The two share little in common and certainly not anything that legally would be infringement, he says. The judge finds zero merit in Fulks’ claim that there is something original that can be copyrighted in fluorescent lighting of a shabby garage, street graffiti, or an ordinary recitation of poetry. He says bluntly that Fulks’ “alleged similarities consist almost entirely of clearly defined ideas not original to him,” adding, that to “the very limited extent that there are even any superficial similarities, the[y] are overwhelmed by the works’ vastly different creative choices and overall aesthetic feel.”

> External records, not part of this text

use shared::Interval;

use ahash::AHasher;
use ethers_core::types::I256;
use tracing::instrument;

use std::hash::{Hash, Hasher};
use std::mem::discriminant;

/// Storage state of a [`RangeList`].
///
/// Empty and full are explicit states rather than reserved interval values,
/// so every interval held in `Finite` is a genuine member of the set.
#[derive(Debug, Clone)]
pub(crate) enum Repr {
    Empty,
    Full,
    /// Non-empty, ascending by lower bound, pairwise disjoint and
    /// non-adjacent: `ranges[i].upper() < ranges[i + 1].lower()` strictly.
    Finite(Vec<Interval>),
}

/// An ordered list of disjoint, non-adjacent half-open intervals over one
/// signed bit-width domain, denoting the union of its members.
///
/// The list is a value type: the set operations return new instances, and
/// only [`insert_merging`](Self::insert_merging),
/// [`append_sorted_unchecked`](Self::append_sorted_unchecked) and
/// [`compute_hash`](Self::compute_hash) mutate in place. Instances are
/// attached to IR values as range metadata and compare by cached structural
/// hash so a deduplicating pool can fold identical metadata together.
#[derive(Debug, Clone)]
pub struct RangeList {
    pub(crate) width: u16,
    pub(crate) repr: Repr,
    pub(crate) hash: u64,
}

impl RangeList {
    /// The empty set over the signed `width`-bit domain.
    pub fn empty(width: u16) -> Self {
        assert!((1..=256).contains(&width), "unsupported bit width: {width}");
        Self {
            width,
            repr: Repr::Empty,
            hash: 0,
        }
    }

    /// The full set over the signed `width`-bit domain.
    pub fn full(width: u16) -> Self {
        assert!((1..=256).contains(&width), "unsupported bit width: {width}");
        Self {
            width,
            repr: Repr::Full,
            hash: 0,
        }
    }

    /// Build a one-interval list from two 64-bit literals, widened through
    /// their decimal rendering into the 64-bit working width.
    pub fn from_bounds(lower: i64, upper: i64) -> Self {
        // a decimal rendering of an i64 always re-parses
        let lower = I256::from_dec_str(&lower.to_string()).unwrap();
        let upper = I256::from_dec_str(&upper.to_string()).unwrap();
        Self {
            width: 64,
            repr: Repr::Finite(vec![Interval::new(64, lower, upper)]),
            hash: 0,
        }
    }

    pub fn width(&self) -> u16 {
        self.width
    }

    /// Number of stored intervals (zero in the empty and full states).
    pub fn len(&self) -> usize {
        self.intervals().len()
    }

    pub fn is_empty(&self) -> bool {
        matches!(self.repr, Repr::Empty)
    }

    pub fn is_full(&self) -> bool {
        matches!(self.repr, Repr::Full)
    }

    /// The stored intervals, ascending by lower bound.
    pub fn intervals(&self) -> &[Interval] {
        match &self.repr {
            Repr::Finite(ranges) => ranges,
            _ => &[],
        }
    }

    pub fn iter(&self) -> std::slice::Iter<'_, Interval> {
        self.intervals().iter()
    }

    /// Push an interval, trusting the caller for ordering.
    ///
    /// Appending into the full set is absorbed; appending into the empty set
    /// replaces it with a one-interval list. Otherwise the interval must
    /// start strictly after the current last interval ends, which is only
    /// checked in debug builds. [`insert_merging`](Self::insert_merging) is
    /// the checked equivalent for arbitrary input.
    pub fn append_sorted_unchecked(&mut self, interval: Interval) {
        debug_assert_eq!(
            interval.width(),
            self.width,
            "interval bit width doesn't agree with the list"
        );
        match &mut self.repr {
            Repr::Full => {}
            Repr::Empty => self.repr = Repr::Finite(vec![interval]),
            Repr::Finite(ranges) => {
                debug_assert!(
                    ranges[ranges.len() - 1].upper() < interval.lower(),
                    "appended interval must start strictly after the list ends"
                );
                ranges.push(interval);
            }
        }
    }

    /// Insert one interval, coalescing with any existing intervals it
    /// touches or overlaps, and report whether the list changed.
    ///
    /// Inserting into the full set is absorbed; inserting an interval that
    /// is already present verbatim is a no-op.
    #[instrument(level = "trace", skip_all)]
    pub fn insert_merging(&mut self, interval: Interval) -> bool {
        assert_eq!(
            interval.width(),
            self.width,
            "interval bit width doesn't agree with the list"
        );
        let ranges = match &mut self.repr {
            Repr::Full => return false,
            Repr::Empty => {
                self.repr = Repr::Finite(vec![interval]);
                return true;
            }
            Repr::Finite(ranges) => ranges,
        };

        // strictly before the first interval, nothing to coalesce
        if interval.upper() < ranges[0].lower() {
            ranges.insert(0, interval);
            return true;
        }
        // strictly after the last interval
        if ranges[ranges.len() - 1].upper() < interval.lower() {
            ranges.push(interval);
            return true;
        }

        let at = ranges.partition_point(|r| r.lower() < interval.lower());
        if at < ranges.len() && ranges[at] == interval {
            return false;
        }

        let tail = ranges.split_off(at);
        match ranges.last_mut() {
            // touching intervals coalesce, so the comparison is non-strict
            Some(last) if interval.lower() <= last.upper() => {
                if last.upper() < interval.upper() {
                    *last = Interval::new(self.width, last.lower(), interval.upper());
                }
            }
            _ => ranges.push(interval),
        }
        for next in tail {
            // the prefix gained an element above, `last_mut` cannot fail
            let last = ranges.last_mut().unwrap();
            if last.upper() < next.lower() {
                ranges.push(next);
            } else if last.upper() < next.upper() {
                *last = Interval::new(self.width, last.lower(), next.upper());
            }
        }
        true
    }

    /// Refresh the cached structural hash: an order-sensitive combine over
    /// the width, the storage state, the interval count and each interval's
    /// bounds.
    ///
    /// Mutators do not refresh the hash. A caller that inserts or appends
    /// and then relies on `==` (or `Hash`) must call this first.
    pub fn compute_hash(&mut self) {
        let mut hasher = AHasher::default();
        self.width.hash(&mut hasher);
        discriminant(&self.repr).hash(&mut hasher);
        let ranges = self.intervals();
        ranges.len().hash(&mut hasher);
        for range in ranges {
            range.lower().hash(&mut hasher);
            range.upper().hash(&mut hasher);
        }
        self.hash = hasher.finish();
    }

    /// The cached structural hash (zero until the first
    /// [`compute_hash`](Self::compute_hash)).
    pub fn structural_hash(&self) -> u64 {
        self.hash
    }

    /// Element-wise equality, for callers that cannot tolerate the hash
    /// collision risk `==` accepts.
    pub fn structural_eq(&self, other: &Self) -> bool {
        if self.width != other.width {
            return false;
        }
        match (&self.repr, &other.repr) {
            (Repr::Empty, Repr::Empty) | (Repr::Full, Repr::Full) => true,
            (Repr::Finite(a), Repr::Finite(b)) => a == b,
            _ => false,
        }
    }
}

/// Equality by cached structural hash, not element-wise comparison. Two
/// lists whose hashes collide compare equal; the deduplicating pools this
/// feeds accept that as a collision-resistant approximation of equality.
/// Callers that need exactness use [`RangeList::structural_eq`].
impl PartialEq for RangeList {
    fn eq(&self, other: &Self) -> bool {
        self.hash == other.hash
    }
}

impl Eq for RangeList {}

impl Hash for RangeList {
    fn hash<H: Hasher>(&self, state: &mut H) {
        state.write_u64(self.hash);
    }
}

impl<'a> IntoIterator for &'a RangeList {
    type Item = &'a Interval;
    type IntoIter = std::slice::Iter<'a, Interval>;
    fn into_iter(self) -> Self::IntoIter {
        self.intervals().iter()
    }
}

The two works’ vastly differing, overall aesthetic feel keeps resurfacing in Rakoff’s dissection of his ruling denying infringement. It also relies heavily on the doctrine of scenes à faire, under which “elements of an image that flow naturally and necessarily from the choice of a given concept cannot be claimed as original.” The judge dismisses Fulks’ claims fast as to “audio similarities,” and similarities in “total concept and feel.” Rakoff tossed the case, ruling that “no reasonable jury, properly instructed, could find infringement … based on the works’ audio” or “find that the ‘total concept and overall feel’ of Palinoia” is substantially similar to that of Lemonade.